(WHAT THE TASK ASKS) Copy the lines below exactly. Start at the first and finish with the line containing "a stalled callback.".

MATERIAL PROVIDED below:

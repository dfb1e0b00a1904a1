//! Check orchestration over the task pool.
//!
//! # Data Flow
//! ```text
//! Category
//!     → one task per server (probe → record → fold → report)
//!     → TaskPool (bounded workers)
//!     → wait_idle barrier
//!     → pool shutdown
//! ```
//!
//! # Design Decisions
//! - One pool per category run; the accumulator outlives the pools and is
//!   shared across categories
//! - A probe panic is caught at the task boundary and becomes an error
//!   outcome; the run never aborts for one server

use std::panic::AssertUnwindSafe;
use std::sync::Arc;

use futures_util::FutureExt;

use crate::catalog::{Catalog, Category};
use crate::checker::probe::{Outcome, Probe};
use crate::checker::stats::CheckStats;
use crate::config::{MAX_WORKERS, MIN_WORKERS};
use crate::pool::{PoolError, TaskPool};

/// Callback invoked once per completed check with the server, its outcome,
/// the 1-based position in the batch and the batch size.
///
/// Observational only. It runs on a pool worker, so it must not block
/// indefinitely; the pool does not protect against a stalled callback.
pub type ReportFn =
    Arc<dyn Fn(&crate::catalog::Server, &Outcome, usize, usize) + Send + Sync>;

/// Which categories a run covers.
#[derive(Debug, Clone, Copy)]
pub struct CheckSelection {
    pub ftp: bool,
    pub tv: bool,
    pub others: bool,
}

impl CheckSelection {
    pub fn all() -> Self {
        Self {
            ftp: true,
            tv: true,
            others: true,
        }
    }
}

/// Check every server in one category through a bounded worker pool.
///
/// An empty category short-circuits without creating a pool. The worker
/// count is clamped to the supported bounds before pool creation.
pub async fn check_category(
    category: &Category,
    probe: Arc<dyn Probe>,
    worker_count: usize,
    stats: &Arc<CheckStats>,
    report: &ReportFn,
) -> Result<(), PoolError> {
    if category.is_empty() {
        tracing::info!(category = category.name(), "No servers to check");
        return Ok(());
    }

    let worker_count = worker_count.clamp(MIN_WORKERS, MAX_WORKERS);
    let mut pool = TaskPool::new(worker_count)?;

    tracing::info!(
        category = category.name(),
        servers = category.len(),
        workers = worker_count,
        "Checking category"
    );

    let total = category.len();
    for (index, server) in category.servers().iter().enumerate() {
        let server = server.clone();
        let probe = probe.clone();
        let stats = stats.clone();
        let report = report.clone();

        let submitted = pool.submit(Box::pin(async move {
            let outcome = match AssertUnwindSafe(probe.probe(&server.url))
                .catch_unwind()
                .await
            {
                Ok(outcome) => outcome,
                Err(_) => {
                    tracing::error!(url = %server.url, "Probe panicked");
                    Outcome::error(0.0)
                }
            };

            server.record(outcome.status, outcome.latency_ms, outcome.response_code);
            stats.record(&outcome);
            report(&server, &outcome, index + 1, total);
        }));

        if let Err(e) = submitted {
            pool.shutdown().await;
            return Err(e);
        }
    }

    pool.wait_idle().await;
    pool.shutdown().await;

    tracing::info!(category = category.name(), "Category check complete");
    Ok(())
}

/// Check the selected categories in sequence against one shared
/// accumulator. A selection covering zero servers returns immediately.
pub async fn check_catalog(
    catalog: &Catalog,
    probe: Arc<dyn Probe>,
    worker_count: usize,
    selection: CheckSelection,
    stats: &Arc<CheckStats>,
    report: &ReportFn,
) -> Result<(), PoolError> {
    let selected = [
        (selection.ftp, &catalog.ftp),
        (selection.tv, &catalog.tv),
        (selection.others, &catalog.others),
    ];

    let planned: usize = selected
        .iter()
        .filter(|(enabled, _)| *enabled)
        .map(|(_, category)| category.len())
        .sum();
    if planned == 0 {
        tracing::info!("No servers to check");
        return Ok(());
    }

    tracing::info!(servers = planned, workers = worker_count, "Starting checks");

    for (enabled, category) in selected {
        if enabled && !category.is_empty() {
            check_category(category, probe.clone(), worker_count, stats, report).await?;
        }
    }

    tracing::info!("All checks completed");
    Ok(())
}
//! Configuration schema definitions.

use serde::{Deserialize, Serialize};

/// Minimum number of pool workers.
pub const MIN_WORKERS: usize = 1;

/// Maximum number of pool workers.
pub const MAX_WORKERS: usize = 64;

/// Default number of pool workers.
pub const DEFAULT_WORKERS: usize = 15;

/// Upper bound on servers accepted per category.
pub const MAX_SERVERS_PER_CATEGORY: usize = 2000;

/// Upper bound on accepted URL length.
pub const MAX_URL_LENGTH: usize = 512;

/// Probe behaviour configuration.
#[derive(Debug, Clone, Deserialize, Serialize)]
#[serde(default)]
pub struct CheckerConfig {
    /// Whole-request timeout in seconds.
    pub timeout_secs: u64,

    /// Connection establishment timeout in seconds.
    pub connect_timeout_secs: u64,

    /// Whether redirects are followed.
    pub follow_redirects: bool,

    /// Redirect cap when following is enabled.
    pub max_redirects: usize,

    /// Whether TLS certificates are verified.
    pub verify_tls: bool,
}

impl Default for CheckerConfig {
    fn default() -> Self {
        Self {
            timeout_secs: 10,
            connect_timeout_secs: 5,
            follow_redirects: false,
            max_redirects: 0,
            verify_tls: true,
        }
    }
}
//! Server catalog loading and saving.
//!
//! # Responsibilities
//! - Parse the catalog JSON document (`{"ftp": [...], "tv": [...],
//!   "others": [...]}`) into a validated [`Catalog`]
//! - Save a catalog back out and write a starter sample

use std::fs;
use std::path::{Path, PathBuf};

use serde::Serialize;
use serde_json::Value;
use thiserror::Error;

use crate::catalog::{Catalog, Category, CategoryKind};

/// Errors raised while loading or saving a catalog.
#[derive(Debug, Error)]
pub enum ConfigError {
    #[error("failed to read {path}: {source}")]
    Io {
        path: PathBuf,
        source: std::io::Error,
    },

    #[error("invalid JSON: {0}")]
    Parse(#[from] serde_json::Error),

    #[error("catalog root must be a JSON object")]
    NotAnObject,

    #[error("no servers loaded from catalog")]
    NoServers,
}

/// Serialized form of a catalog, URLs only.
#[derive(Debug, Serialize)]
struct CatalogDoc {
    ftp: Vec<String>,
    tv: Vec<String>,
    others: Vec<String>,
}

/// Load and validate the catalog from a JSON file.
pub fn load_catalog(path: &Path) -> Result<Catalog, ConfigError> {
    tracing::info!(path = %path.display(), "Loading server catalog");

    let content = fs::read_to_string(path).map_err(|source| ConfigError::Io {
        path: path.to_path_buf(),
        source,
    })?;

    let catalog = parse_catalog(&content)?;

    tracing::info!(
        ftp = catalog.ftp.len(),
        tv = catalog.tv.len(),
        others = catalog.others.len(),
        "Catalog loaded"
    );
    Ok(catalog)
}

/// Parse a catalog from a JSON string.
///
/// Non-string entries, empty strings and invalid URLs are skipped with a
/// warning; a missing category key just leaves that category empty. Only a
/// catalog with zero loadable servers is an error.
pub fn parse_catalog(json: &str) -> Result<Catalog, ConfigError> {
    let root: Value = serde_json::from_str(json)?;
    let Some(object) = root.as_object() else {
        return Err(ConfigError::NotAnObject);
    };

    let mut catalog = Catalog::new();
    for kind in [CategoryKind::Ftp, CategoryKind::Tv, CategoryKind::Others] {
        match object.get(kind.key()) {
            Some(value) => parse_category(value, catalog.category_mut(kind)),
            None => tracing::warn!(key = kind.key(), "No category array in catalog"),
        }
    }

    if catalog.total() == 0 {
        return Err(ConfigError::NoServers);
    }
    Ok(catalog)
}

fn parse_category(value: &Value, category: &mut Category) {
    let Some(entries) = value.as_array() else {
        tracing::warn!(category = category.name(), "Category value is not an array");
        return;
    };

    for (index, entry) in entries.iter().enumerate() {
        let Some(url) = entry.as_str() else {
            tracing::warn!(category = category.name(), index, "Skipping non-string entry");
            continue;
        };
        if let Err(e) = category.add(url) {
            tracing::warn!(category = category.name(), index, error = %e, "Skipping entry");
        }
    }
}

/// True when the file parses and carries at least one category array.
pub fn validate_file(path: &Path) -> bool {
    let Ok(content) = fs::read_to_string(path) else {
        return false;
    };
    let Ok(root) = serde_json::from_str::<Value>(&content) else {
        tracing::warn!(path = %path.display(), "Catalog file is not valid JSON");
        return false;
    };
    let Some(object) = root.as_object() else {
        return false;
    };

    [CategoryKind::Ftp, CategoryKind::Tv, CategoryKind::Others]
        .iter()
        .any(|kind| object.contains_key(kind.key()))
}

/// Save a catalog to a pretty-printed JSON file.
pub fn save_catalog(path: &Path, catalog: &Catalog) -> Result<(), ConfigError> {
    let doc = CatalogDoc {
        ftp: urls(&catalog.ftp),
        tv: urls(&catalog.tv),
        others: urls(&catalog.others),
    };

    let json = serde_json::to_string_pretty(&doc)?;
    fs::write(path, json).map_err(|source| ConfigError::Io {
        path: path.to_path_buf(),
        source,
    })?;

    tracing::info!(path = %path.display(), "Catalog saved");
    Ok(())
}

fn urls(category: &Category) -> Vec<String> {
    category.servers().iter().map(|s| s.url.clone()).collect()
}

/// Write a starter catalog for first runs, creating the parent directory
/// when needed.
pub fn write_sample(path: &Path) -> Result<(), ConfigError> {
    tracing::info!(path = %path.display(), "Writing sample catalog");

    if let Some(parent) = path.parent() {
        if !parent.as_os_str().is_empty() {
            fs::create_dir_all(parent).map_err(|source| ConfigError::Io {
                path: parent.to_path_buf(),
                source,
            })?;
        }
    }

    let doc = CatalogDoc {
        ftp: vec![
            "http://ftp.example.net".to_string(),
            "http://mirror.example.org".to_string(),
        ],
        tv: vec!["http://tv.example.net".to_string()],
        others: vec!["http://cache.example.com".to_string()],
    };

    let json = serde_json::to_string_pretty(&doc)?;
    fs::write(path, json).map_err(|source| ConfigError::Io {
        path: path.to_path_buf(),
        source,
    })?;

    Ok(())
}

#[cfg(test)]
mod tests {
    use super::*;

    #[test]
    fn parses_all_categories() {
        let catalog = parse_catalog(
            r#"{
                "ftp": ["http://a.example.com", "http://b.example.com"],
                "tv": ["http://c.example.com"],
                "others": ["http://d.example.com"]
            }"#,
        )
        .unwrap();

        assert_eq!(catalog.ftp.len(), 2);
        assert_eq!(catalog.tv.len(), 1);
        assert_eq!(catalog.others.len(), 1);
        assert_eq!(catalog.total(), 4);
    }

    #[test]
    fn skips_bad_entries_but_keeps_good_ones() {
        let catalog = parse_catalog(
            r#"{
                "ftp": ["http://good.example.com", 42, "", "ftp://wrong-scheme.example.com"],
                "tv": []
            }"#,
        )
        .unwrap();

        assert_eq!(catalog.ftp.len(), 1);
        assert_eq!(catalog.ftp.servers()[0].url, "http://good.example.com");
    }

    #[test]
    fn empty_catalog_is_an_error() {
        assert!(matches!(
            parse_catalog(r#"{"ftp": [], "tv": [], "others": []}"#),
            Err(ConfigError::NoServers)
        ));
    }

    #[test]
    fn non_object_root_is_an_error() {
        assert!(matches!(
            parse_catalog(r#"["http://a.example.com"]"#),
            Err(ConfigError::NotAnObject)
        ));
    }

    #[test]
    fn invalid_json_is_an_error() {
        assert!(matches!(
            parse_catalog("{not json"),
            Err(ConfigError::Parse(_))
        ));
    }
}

End of MATERIAL PROVIDED.

(RESPONSE AREA)
repository dfb1e0b00a1904a1
//! Check orchestration over the task pool.
//!
//! # Data Flow
//! ```text
//! Category
//!     → one task per server (probe → record → fold → report)
//!     → TaskPool (bounded workers)
//!     → wait_idle barrier
//!     → pool shutdown
//! ```
//!
//! # Design Decisions
//! - One pool per category run; the accumulator outlives the pools and is
//!   shared across categories
//! - A probe panic is caught at the task boundary and becomes an error
//!   outcome; the run never aborts for one server

use std::panic::AssertUnwindSafe;
use std::sync::Arc;

use futures_util::FutureExt;

use crate::catalog::{Catalog, Category};
use crate::checker::probe::{Outcome, Probe};
use crate::checker::stats::CheckStats;
use crate::config::{MAX_WORKERS, MIN_WORKERS};
use crate::pool::{PoolError, TaskPool};

/// Callback invoked once per completed check with the server, its outcome,
/// the 1-based position in the batch and the batch size.
///
/// Observational only. It runs on a pool worker, so it must not block
/// indefinitely; the pool does not protect against a stalled callback.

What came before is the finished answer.